SUPPLIED ENTRIES: Begin

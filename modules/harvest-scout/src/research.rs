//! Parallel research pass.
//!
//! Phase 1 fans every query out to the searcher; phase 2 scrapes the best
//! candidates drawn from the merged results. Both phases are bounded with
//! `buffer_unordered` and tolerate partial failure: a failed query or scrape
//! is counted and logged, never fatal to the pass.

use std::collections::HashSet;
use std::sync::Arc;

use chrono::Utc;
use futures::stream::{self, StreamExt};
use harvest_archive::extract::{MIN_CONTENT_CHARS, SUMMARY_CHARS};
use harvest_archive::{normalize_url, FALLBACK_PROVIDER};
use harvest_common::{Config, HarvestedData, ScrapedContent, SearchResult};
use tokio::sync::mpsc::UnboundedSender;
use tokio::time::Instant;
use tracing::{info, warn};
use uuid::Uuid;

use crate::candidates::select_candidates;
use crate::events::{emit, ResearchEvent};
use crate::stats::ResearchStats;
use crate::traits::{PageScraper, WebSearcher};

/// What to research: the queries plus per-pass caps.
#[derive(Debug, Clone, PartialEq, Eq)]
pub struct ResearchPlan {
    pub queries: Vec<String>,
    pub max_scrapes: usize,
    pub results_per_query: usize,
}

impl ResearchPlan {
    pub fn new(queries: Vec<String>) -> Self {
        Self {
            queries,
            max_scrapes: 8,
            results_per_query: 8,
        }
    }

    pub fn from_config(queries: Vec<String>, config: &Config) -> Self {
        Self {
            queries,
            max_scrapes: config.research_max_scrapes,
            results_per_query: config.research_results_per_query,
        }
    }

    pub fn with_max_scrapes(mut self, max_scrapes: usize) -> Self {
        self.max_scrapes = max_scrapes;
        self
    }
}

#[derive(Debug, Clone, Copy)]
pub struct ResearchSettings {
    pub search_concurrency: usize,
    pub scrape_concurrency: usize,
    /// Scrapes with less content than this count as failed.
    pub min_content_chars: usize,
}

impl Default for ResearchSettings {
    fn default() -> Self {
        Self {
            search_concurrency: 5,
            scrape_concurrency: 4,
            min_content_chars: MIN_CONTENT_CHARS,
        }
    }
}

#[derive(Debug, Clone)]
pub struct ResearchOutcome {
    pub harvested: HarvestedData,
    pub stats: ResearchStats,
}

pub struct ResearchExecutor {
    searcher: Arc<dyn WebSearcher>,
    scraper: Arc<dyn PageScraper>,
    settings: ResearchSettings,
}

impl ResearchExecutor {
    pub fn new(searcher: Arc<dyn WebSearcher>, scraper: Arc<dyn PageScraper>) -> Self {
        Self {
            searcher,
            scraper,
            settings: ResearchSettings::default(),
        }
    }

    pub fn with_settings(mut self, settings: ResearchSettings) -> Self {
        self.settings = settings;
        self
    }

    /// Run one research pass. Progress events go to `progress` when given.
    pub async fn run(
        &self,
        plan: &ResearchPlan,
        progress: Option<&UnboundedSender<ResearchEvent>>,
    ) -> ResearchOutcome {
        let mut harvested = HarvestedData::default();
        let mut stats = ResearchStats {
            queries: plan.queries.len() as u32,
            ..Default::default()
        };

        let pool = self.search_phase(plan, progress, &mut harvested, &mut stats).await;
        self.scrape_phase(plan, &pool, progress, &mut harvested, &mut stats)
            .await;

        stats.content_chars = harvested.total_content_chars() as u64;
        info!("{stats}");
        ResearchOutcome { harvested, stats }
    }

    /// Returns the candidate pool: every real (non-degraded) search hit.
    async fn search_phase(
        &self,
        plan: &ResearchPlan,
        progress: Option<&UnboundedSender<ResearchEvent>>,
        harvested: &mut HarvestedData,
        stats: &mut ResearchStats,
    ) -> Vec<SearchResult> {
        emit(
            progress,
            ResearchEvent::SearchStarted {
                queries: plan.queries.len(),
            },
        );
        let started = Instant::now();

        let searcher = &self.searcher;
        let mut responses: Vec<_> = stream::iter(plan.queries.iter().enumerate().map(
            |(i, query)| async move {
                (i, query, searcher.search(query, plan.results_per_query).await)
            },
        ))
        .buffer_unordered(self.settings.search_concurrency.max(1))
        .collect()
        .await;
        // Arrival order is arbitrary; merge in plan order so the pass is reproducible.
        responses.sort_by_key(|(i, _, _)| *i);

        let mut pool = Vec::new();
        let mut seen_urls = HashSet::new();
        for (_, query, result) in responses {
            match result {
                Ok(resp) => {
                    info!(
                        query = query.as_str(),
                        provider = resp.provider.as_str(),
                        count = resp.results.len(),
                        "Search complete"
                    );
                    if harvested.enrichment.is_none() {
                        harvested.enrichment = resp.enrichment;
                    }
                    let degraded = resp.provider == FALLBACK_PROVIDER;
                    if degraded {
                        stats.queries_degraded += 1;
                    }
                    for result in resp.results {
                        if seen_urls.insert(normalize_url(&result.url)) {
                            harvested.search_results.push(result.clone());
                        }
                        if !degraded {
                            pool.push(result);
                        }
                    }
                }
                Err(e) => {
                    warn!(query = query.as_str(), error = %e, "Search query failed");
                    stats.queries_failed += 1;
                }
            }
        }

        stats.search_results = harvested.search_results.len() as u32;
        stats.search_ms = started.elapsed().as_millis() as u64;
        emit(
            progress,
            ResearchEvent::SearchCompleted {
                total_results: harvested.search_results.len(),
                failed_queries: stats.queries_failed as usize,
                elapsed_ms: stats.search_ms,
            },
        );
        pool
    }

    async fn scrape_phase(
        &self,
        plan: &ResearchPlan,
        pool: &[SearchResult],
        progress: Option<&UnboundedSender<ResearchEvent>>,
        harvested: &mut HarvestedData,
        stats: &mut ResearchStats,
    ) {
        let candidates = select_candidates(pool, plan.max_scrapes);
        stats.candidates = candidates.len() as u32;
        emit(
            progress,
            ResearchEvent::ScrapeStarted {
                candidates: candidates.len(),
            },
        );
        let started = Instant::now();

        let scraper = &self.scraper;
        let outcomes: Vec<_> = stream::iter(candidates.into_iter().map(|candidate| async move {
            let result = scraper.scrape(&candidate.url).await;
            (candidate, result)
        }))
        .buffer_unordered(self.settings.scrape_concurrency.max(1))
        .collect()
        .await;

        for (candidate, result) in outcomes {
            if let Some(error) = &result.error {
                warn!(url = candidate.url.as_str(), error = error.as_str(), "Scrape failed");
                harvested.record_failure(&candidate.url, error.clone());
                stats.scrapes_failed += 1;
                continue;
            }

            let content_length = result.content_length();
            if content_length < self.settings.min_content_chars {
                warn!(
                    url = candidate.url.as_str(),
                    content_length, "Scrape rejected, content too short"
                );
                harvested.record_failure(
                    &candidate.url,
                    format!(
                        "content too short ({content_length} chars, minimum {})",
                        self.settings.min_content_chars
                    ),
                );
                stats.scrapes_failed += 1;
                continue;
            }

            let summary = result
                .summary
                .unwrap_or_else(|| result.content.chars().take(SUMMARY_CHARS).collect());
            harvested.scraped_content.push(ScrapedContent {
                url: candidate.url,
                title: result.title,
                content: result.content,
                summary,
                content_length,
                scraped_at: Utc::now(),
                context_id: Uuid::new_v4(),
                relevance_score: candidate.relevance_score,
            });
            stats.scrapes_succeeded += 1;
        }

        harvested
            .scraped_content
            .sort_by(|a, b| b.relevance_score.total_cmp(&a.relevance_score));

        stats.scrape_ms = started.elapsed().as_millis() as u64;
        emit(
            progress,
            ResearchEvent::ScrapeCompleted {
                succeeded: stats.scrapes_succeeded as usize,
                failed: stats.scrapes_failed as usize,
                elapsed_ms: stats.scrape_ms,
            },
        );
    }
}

SUPPLIED ENTRIES: End

• _REQUIRED ACTION_: Copy every line of the data above in which the string "push" appears.

• _RESULT OF THIS TASK_:
                            harvested.search_results.push(result.clone());
                            pool.push(result);
            harvested.scraped_content.push(ScrapedContent {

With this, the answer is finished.